• Task directions
When you reach the line with "across years. ISO" in the data below, begin printing lines exactly, and stop once the line with "are never reported." has been printed.

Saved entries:

====

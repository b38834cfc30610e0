//! Logging setup and the server lifecycle events.

use std::env;
use std::net::SocketAddr;

use thiserror::Error;
use tracing::{info, warn};
use tracing_subscriber::EnvFilter;

pub const ENV_LOG_LEVEL: &str = "OGD_LOG_LEVEL";
pub const ENV_LOG_FORMAT: &str = "OGD_LOG_FORMAT";
pub const ENV_LOG_TARGET: &str = "OGD_LOG_TARGET";

#[derive(Debug, Clone, Copy, PartialEq, Eq)]
pub enum LogFormat {
    Json,
    Pretty,
}

impl LogFormat {
    fn parse(raw: &str) -> Option<Self> {
        match raw.trim().to_ascii_lowercase().as_str() {
            "json" => Some(Self::Json),
            "pretty" | "text" => Some(Self::Pretty),
            _ => None,
        }
    }
}

#[derive(Debug, Clone, PartialEq, Eq)]
pub struct LoggingConfig {
    pub level: String,
    pub format: LogFormat,
    pub include_target: bool,
}

impl Default for LoggingConfig {
    fn default() -> Self {
        Self {
            level: "info".to_string(),
            format: LogFormat::Pretty,
            include_target: true,
        }
    }
}

#[derive(Debug, Error)]
pub enum LoggingInitError {
    #[error("logging already initialized: {0}")]
    AlreadyInitialized(#[from] tracing::subscriber::SetGlobalDefaultError),
}

/// Reads `OGD_LOG_*`; unset or unparseable values keep their defaults.
pub fn logging_config_from_env() -> LoggingConfig {
    let defaults = LoggingConfig::default();
    let var = |key: &str| env::var(key).ok();

    LoggingConfig {
        level: var(ENV_LOG_LEVEL)
            .map(|raw| raw.trim().to_string())
            .filter(|level| !level.is_empty())
            .unwrap_or(defaults.level),
        format: var(ENV_LOG_FORMAT)
            .as_deref()
            .and_then(LogFormat::parse)
            .unwrap_or(defaults.format),
        include_target: var(ENV_LOG_TARGET)
            .as_deref()
            .and_then(parse_flag)
            .unwrap_or(defaults.include_target),
    }
}

pub fn init_logging(config: &LoggingConfig) -> Result<(), LoggingInitError> {
    let filter = EnvFilter::try_new(&config.level).unwrap_or_else(|_| EnvFilter::new("info"));
    let builder = tracing_subscriber::fmt()
        .with_env_filter(filter)
        .with_target(config.include_target)
        .with_ansi(config.format == LogFormat::Pretty);

    match config.format {
        LogFormat::Json => tracing::subscriber::set_global_default(builder.json().finish())?,
        LogFormat::Pretty => tracing::subscriber::set_global_default(builder.pretty().finish())?,
    }

    Ok(())
}

pub fn log_app_start(config: &LoggingConfig) {
    info!(
        component = "dashboard_server",
        event = "app.start",
        log_level = %config.level,
        log_format = ?config.format,
        include_target = config.include_target
    );
}

pub fn log_app_bind(bound_addr: SocketAddr) {
    info!(
        component = "dashboard_server",
        event = "app.bind",
        bind_addr = %bound_addr,
        route = "/dashboard"
    );
}

pub fn log_source_selected(source: &str, reason: Option<&str>, years: &[i32]) {
    match reason {
        Some(reason) => info!(
            component = "dashboard_server",
            event = "source.selected",
            source,
            reason,
            years = ?years
        ),
        None => info!(
            component = "dashboard_server",
            event = "source.selected",
            source,
            years = ?years
        ),
    }
}

pub fn log_dataset_ready(observations: usize, loaded_years: &[i32], failed_years: &[i32]) {
    if failed_years.is_empty() {
        info!(
            component = "dashboard_server",
            event = "dataset.ready",
            observations,
            loaded_years = ?loaded_years
        );
    } else {
        warn!(
            component = "dashboard_server",
            event = "dataset.ready.partial",
            observations,
            loaded_years = ?loaded_years,
            failed_years = ?failed_years
        );
    }
}

fn parse_flag(raw: &str) -> Option<bool> {
    match raw.trim().to_ascii_lowercase().as_str() {
        "1" | "true" | "yes" | "on" => Some(true),
        "0" | "false" | "no" | "off" => Some(false),
        _ => None,
    }
}
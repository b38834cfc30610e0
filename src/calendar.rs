//! Calendar normalization for weekly and monthly aggregates.
//!
//! Weekly series are compared positionally (week 1..52) across years. ISO
//! week 53 only exists in some years, so its days are folded into week 1 of
//! the following year before averaging.

use std::collections::{BTreeMap, BTreeSet};

use chrono::{Datelike, NaiveDate};
use serde::{Deserialize, Serialize};
use tracing::debug;

use crate::records::Observation;

pub const FOLD_WEEK: u32 = 53;
pub const LAST_COMPARABLE_WEEK: u32 = 52;
pub const MIN_MONTH_COVERAGE: f64 = 0.9;

#[derive(Debug, Clone, Copy, PartialEq, Eq, Default, Serialize, Deserialize)]
pub enum WeekKeying {
    /// Year of the calendar date. Early-January days of ISO week 53 keep the
    /// new year's number and are folded one year further.
    #[default]
    CalendarYear,
    IsoYear,
}

#[derive(Debug, Clone, PartialEq, Eq, Serialize, Deserialize)]
pub struct DailyTotal {
    pub year: i32,
    pub iso_week: u32,
    pub date: NaiveDate,
    pub total: u64,
}

/// Weeks of `year` strictly before `before_week` are never reported.
#[derive(Debug, Clone, Copy, PartialEq, Eq, Serialize, Deserialize)]
pub struct SuppressedPeriod {
    pub year: i32,
    pub before_week: u32,
}

#[derive(Debug, Clone, PartialEq, Eq, Serialize, Deserialize)]
pub struct WeeklySuppression {
    pub min_days: usize,
    pub overrides: Vec<SuppressedPeriod>,
}

impl Default for WeeklySuppression {
    fn default() -> Self {
        Self {
            min_days: 5,
            // Lockdown reporting in early 2020 is unusable.
            overrides: vec![SuppressedPeriod {
                year: 2020,
                before_week: 4,
            }],
        }
    }
}

impl WeeklySuppression {
    fn suppresses(&self, year: i32, week: u32, days: usize) -> bool {
        days < self.min_days
            || self
                .overrides
                .iter()
                .any(|period| period.year == year && week < period.before_week)
    }
}

#[derive(Debug, Clone, PartialEq, Serialize, Deserialize)]
pub struct WeeklyAverage {
    pub year: i32,
    pub week: u32,
    pub mean_daily_total: Option<f64>,
    pub days: usize,
}

pub fn daily_totals_by_week(observations: &[Observation], keying: WeekKeying) -> Vec<DailyTotal> {
    let mut totals: BTreeMap<(i32, u32, NaiveDate), u64> = BTreeMap::new();
    for obs in observations {
        let date = obs.date();
        let iso = date.iso_week();
        let year = match keying {
            WeekKeying::CalendarYear => date.year(),
            WeekKeying::IsoYear => iso.year(),
        };
        *totals.entry((year, iso.week(), date)).or_default() += obs.count;
    }

    totals
        .into_iter()
        .map(|((year, iso_week, date), total)| DailyTotal {
            year,
            iso_week,
            date,
            total,
        })
        .collect()
}

/// Moves week-53 days to week 1 of the next year and drops anything still
/// beyond week 52.
pub fn fold_week_53(days: Vec<DailyTotal>) -> Vec<DailyTotal> {
    let before = days.len();
    let folded: Vec<DailyTotal> = days
        .into_iter()
        .map(|day| {
            if day.iso_week == FOLD_WEEK {
                DailyTotal {
                    year: day.year + 1,
                    iso_week: 1,
                    ..day
                }
            } else {
                day
            }
        })
        .filter(|day| day.iso_week <= LAST_COMPARABLE_WEEK)
        .collect();

    debug!(
        component = "calendar",
        event = "calendar.week53.folded",
        input_days = before,
        output_days = folded.len()
    );

    folded
}

/// Mean daily total per (year, week), sorted. Expects folded input; weeks
/// beyond 52 are ignored.
pub fn weekly_averages(days: &[DailyTotal], rules: &WeeklySuppression) -> Vec<WeeklyAverage> {
    let mut groups: BTreeMap<(i32, u32), (u64, usize, BTreeSet<NaiveDate>)> = BTreeMap::new();
    for day in days.iter().filter(|d| d.iso_week <= LAST_COMPARABLE_WEEK) {
        let entry = groups.entry((day.year, day.iso_week)).or_default();
        entry.0 += day.total;
        entry.1 += 1;
        entry.2.insert(day.date);
    }

    groups
        .into_iter()
        .map(|((year, week), (sum, rows, dates))| {
            let days = dates.len();
            let mean = sum as f64 / rows as f64;
            WeeklyAverage {
                year,
                week,
                mean_daily_total: (!rules.suppresses(year, week, days)).then_some(mean),
                days,
            }
        })
        .collect()
}

pub fn folded_weekly_averages(
    observations: &[Observation],
    keying: WeekKeying,
    rules: &WeeklySuppression,
) -> Vec<WeeklyAverage> {
    let days = fold_week_53(daily_totals_by_week(observations, keying));
    weekly_averages(&days, rules)
}

#[derive(Debug, Clone, PartialEq, Serialize, Deserialize)]
pub struct MonthlyAverage {
    pub year: i32,
    pub month: u32,
    pub direction: String,
    pub mean_daily_total: f64,
    pub days: usize,
    pub expected_days: u32,
    pub coverage: f64,
}

/// Mean daily total per (year, month, direction), keeping months with at
/// least [`MIN_MONTH_COVERAGE`] of their days observed.
pub fn monthly_averages(observations: &[Observation]) -> Vec<MonthlyAverage> {
    let mut daily: BTreeMap<(i32, u32, String, NaiveDate), u64> = BTreeMap::new();
    for obs in observations {
        *daily
            .entry((obs.year(), obs.month(), obs.direction.clone(), obs.date()))
            .or_default() += obs.count;
    }

    let mut groups: BTreeMap<(i32, u32, String), (u64, usize)> = BTreeMap::new();
    for ((year, month, direction, _), total) in daily {
        let entry = groups.entry((year, month, direction)).or_default();
        entry.0 += total;
        entry.1 += 1;
    }

    groups
        .into_iter()
        .filter_map(|((year, month, direction), (sum, days))| {
            let expected_days = days_in_month(year, month)?;
            let coverage = days as f64 / expected_days as f64;
            (coverage >= MIN_MONTH_COVERAGE).then(|| MonthlyAverage {
                year,
                month,
                direction,
                mean_daily_total: sum as f64 / days as f64,
                days,
                expected_days,
                coverage,
            })
        })
        .collect()
}

pub fn days_in_month(year: i32, month: u32) -> Option<u32> {
    let first = NaiveDate::from_ymd_opt(year, month, 1)?;
    let next = if month == 12 {
        NaiveDate::from_ymd_opt(year + 1, 1, 1)?
    } else {
        NaiveDate::from_ymd_opt(year, month + 1, 1)?
    };
    Some((next - first).num_days() as u32)
}

#[cfg(test)]
mod tests {
    use super::*;

    fn date(y: i32, m: u32, d: u32) -> NaiveDate {
        NaiveDate::from_ymd_opt(y, m, d).unwrap()
    }

    fn day(year: i32, iso_week: u32, d: NaiveDate, total: u64) -> DailyTotal {
        DailyTotal {
            year,
            iso_week,
            date: d,
            total,
        }
    }

    fn obs(y: i32, m: u32, d: u32, h: u32, count: u64, direction: &str) -> Observation {
        Observation {
            timestamp: date(y, m, d).and_hms_opt(h, 0, 0).unwrap(),
            count,
            vehicle_class: "Personenwagen".to_string(),
            direction: direction.to_string(),
            category: Some("Personenwagen".to_string()),
        }
    }

    #[test]
    fn week_53_days_merge_into_next_years_first_week() {
        let days = vec![
            day(2026, 52, date(2026, 12, 21), 900),
            day(2026, 53, date(2026, 12, 28), 500),
            day(2026, 53, date(2026, 12, 29), 500),
            day(2026, 53, date(2026, 12, 30), 500),
            day(2027, 1, date(2027, 1, 4), 1_000),
            day(2027, 1, date(2027, 1, 5), 1_000),
        ];

        let folded = fold_week_53(days);
        assert!(folded.iter().all(|d| d.iso_week != 53));
        assert_eq!(
            folded
                .iter()
                .filter(|d| d.year == 2027 && d.iso_week == 1)
                .count(),
            5
        );

        let weekly = weekly_averages(&folded, &WeeklySuppression::default());
        assert_eq!(weekly.len(), 2);
        assert_eq!(weekly[0].year, 2026);
        assert_eq!(weekly[0].week, 52);
        assert_eq!(weekly[1].year, 2027);
        assert_eq!(weekly[1].week, 1);
        assert_eq!(weekly[1].days, 5);
        assert_eq!(weekly[1].mean_daily_total, Some(3_500.0 / 5.0));
    }

    #[test]
    fn weeks_beyond_53_are_dropped_after_folding() {
        let folded = fold_week_53(vec![
            day(2030, 54, date(2030, 12, 31), 1),
            day(2030, 10, date(2030, 3, 5), 2),
        ]);
        assert_eq!(folded, vec![day(2030, 10, date(2030, 3, 5), 2)]);
    }

    #[test]
    fn weeks_with_fewer_than_five_days_report_no_data() {
        let days: Vec<_> = (4..8)
            .map(|d| day(2023, 10, date(2023, 3, d + 2), 100))
            .collect();
        let weekly = weekly_averages(&days, &WeeklySuppression::default());
        assert_eq!(weekly[0].days, 4);
        assert_eq!(weekly[0].mean_daily_total, None);

        let relaxed = WeeklySuppression {
            min_days: 4,
            overrides: Vec::new(),
        };
        assert_eq!(weekly_averages(&days, &relaxed)[0].mean_daily_total, Some(100.0));
    }

    #[test]
    fn lockdown_override_hides_early_2020_weeks_only() {
        let mut days = Vec::new();
        for (year, week, start) in [
            (2020, 3, date(2020, 1, 13)),
            (2020, 4, date(2020, 1, 20)),
            (2021, 3, date(2021, 1, 18)),
        ] {
            for offset in 0..7 {
                days.push(day(year, week, start + chrono::Days::new(offset), 10));
            }
        }

        let weekly = weekly_averages(&days, &WeeklySuppression::default());
        assert_eq!(weekly.len(), 3);
        assert_eq!(weekly[0].mean_daily_total, None);
        assert_eq!(weekly[1].mean_daily_total, Some(10.0));
        assert_eq!(weekly[2].mean_daily_total, Some(10.0));
    }

    #[test]
    fn calendar_keying_sends_early_january_week_53_two_years_on() {
        let observations = vec![
            obs(2020, 12, 31, 8, 40, "A"),
            obs(2021, 1, 2, 8, 60, "A"),
            obs(2021, 1, 2, 9, 5, "B"),
        ];

        let calendar = daily_totals_by_week(&observations, WeekKeying::CalendarYear);
        assert_eq!(
            calendar,
            vec![
                day(2020, 53, date(2020, 12, 31), 40),
                day(2021, 53, date(2021, 1, 2), 65),
            ]
        );
        let folded = fold_week_53(calendar);
        assert_eq!(folded[0].year, 2021);
        assert_eq!(folded[1].year, 2022);

        let iso = fold_week_53(daily_totals_by_week(&observations, WeekKeying::IsoYear));
        assert!(iso.iter().all(|d| d.year == 2021 && d.iso_week == 1));
    }

    #[test]
    fn monthly_averages_drop_thinly_covered_months() {
        let mut observations = Vec::new();
        for d in 1..=28 {
            observations.push(obs(2024, 2, d, 7, 100, "A"));
            observations.push(obs(2024, 2, d, 8, 50, "A"));
        }
        for d in 1..=10 {
            observations.push(obs(2024, 3, d, 7, 100, "A"));
        }

        let monthly = monthly_averages(&observations);
        assert_eq!(monthly.len(), 1);
        assert_eq!(monthly[0].month, 2);
        assert_eq!(monthly[0].expected_days, 29);
        assert_eq!(monthly[0].days, 28);
        assert_eq!(monthly[0].mean_daily_total, 150.0);
        assert!(monthly[0].coverage >= MIN_MONTH_COVERAGE);
    }

    #[test]
    fn days_in_month_handles_leap_years_and_december() {
        assert_eq!(days_in_month(2024, 2), Some(29));
        assert_eq!(days_in_month(2023, 2), Some(28));
        assert_eq!(days_in_month(2023, 12), Some(31));
        assert_eq!(days_in_month(2023, 13), None);
    }
}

====

• Task result
//! Weekly series are compared positionally (week 1..52) across years. ISO
//! week 53 only exists in some years, so its days are folded into week 1 of
//! the following year before averaging.

use std::collections::{BTreeMap, BTreeSet};

use chrono::{Datelike, NaiveDate};
use serde::{Deserialize, Serialize};
use tracing::debug;

use crate::records::Observation;

pub const FOLD_WEEK: u32 = 53;
pub const LAST_COMPARABLE_WEEK: u32 = 52;
pub const MIN_MONTH_COVERAGE: f64 = 0.9;

#[derive(Debug, Clone, Copy, PartialEq, Eq, Default, Serialize, Deserialize)]
pub enum WeekKeying {
    /// Year of the calendar date. Early-January days of ISO week 53 keep the
    /// new year's number and are folded one year further.
    #[default]
    CalendarYear,
    IsoYear,
}

#[derive(Debug, Clone, PartialEq, Eq, Serialize, Deserialize)]
pub struct DailyTotal {
    pub year: i32,
    pub iso_week: u32,
    pub date: NaiveDate,
    pub total: u64,
}

/// Weeks of `year` strictly before `before_week` are never reported.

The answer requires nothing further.